Saturday, February 25, 2006
Today was fucking boring. It was never expected to like this. I really wanted to fuck everyone up down there, alright kidding.
And i think im really sick now, which i cant really find a reason why too.


Everybody seems to have a girlfriend or boyfriend now. The close circle of friends around me. Or at least, even someone to aim for. And people have been telling me weird things lately. Freaking me out and fucking me upside down. okay la, not that exaggerating. Hahaa


But really I dont see a need, for a girlfriend i mean. There are still bound to be people that are always single, when i really dont have anyone to turn to, then. Wanshun always will be, Lol.

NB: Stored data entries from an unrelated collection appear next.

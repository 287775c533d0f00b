// Copyright 2025 the Lightbox Authors
// SPDX-License-Identifier: Apache-2.0 OR MIT

// After you edit the crate's doc comment, run this command, then check README.md for any missing links
// cargo rdme --workspace-project=lightbox_css --heading-base-level=0

//! Lightbox CSS: render binding from transform state to style strings.
//!
//! This crate turns a [`lightbox_transform::Transform`] plus the gesture
//! activity flag into the CSS the browser needs:
//!
//! - [`transform_value`]: the `translate(..px, ..px) scale(..)` shorthand,
//!   scaled about the element center.
//! - [`transition_value`]: `none` while a gesture is live so frames track
//!   the finger, a short ease-out snap once it ends.
//! - Containment policy for the viewport: the container suppresses native
//!   browser gestures, the image is contain-fitted.
//!
//! It builds strings only; applying them to elements is the adapter's job
//! (`lightbox_web` in a browser).
//!
//! ## Minimal example
//!
//! ```rust
//! use lightbox_css::{transform_value, transition_value};
//! use lightbox_transform::Transform;
//!
//! let t = Transform::new(2.5, 10.0, -4.0);
//! assert_eq!(transform_value(t), "translate(10px, -4px) scale(2.5)");
//!
//! // Idle: ease the next change. Mid-gesture: render immediately.
//! assert_eq!(transition_value(false), "transform 0.2s ease-out");
//! assert_eq!(transition_value(true), "none");
//! ```
//!
//! This crate is `no_std` (with `alloc`).

#![no_std]

extern crate alloc;

use alloc::format;
use alloc::string::String;

use lightbox_transform::Transform;

/// `transform-origin` for the image: scale about the element center.
pub const TRANSFORM_ORIGIN: &str = "center";

/// `transition` while the view is idle: a short ease-out snap.
pub const IDLE_TRANSITION: &str = "transform 0.2s ease-out";

/// `transition` while a gesture is live: none, frames track the finger.
pub const GESTURE_TRANSITION: &str = "none";

/// `touch-action` for the container, so touches reach the gesture layer
/// instead of scrolling or zooming the page.
pub const CONTAINER_TOUCH_ACTION: &str = "none";

/// `overscroll-behavior` for the container: no scroll chaining or bounce.
pub const CONTAINER_OVERSCROLL_BEHAVIOR: &str = "contain";

/// `object-fit` for the image: fully visible at identity scale, aspect
/// ratio preserved, never cropped.
pub const IMAGE_OBJECT_FIT: &str = "contain";

/// Renders the CSS `transform` value for a view transform.
///
/// Numbers use the shortest round-trip form (`50` rather than `50.0`), so
/// the output matches what a hand-written template string would produce.
#[must_use]
pub fn transform_value(t: Transform) -> String {
    format!("translate({}px, {}px) scale({})", t.x, t.y, t.scale)
}

/// Renders the CSS `transition` value for the given gesture activity.
#[must_use]
pub fn transition_value(gesture_active: bool) -> &'static str {
    if gesture_active {
        GESTURE_TRANSITION
    } else {
        IDLE_TRANSITION
    }
}

/// Renders the complete inline declaration list for the image element.
#[must_use]
pub fn image_style(t: Transform, gesture_active: bool) -> String {
    format!(
        "object-fit: {}; transform-origin: {}; transform: {}; transition: {}",
        IMAGE_OBJECT_FIT,
        TRANSFORM_ORIGIN,
        transform_value(t),
        transition_value(gesture_active),
    )
}

/// Renders the complete inline declaration list for the container element.
#[must_use]
pub fn container_style() -> String {
    format!(
        "touch-action: {}; overscroll-behavior: {}",
        CONTAINER_TOUCH_ACTION, CONTAINER_OVERSCROLL_BEHAVIOR,
    )
}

Relationships, there are bound to be more worries and stress than happiness and pleasure in it. You'll always gona compromise and be unhappy first before you can be happy. And even if you really are happy, its lasts for only some time.
The last time i got involved in such matters of the heart, im like constantly hit by stress and worries. You'll wonder why didnt she msged me today, why didnt she talk to me in MSN today, especially after a daily routine of constant talking. And furthermore, you'll think more about it and the reasons behind it, inviting constant stress and worries. Besides if that person reallys means that much to you, you'll worry over the slightest bit of things.
I've dreaded that feeling, and I've forgotten how it feels like now. Certainly, I'll not want it back unless its really worth it.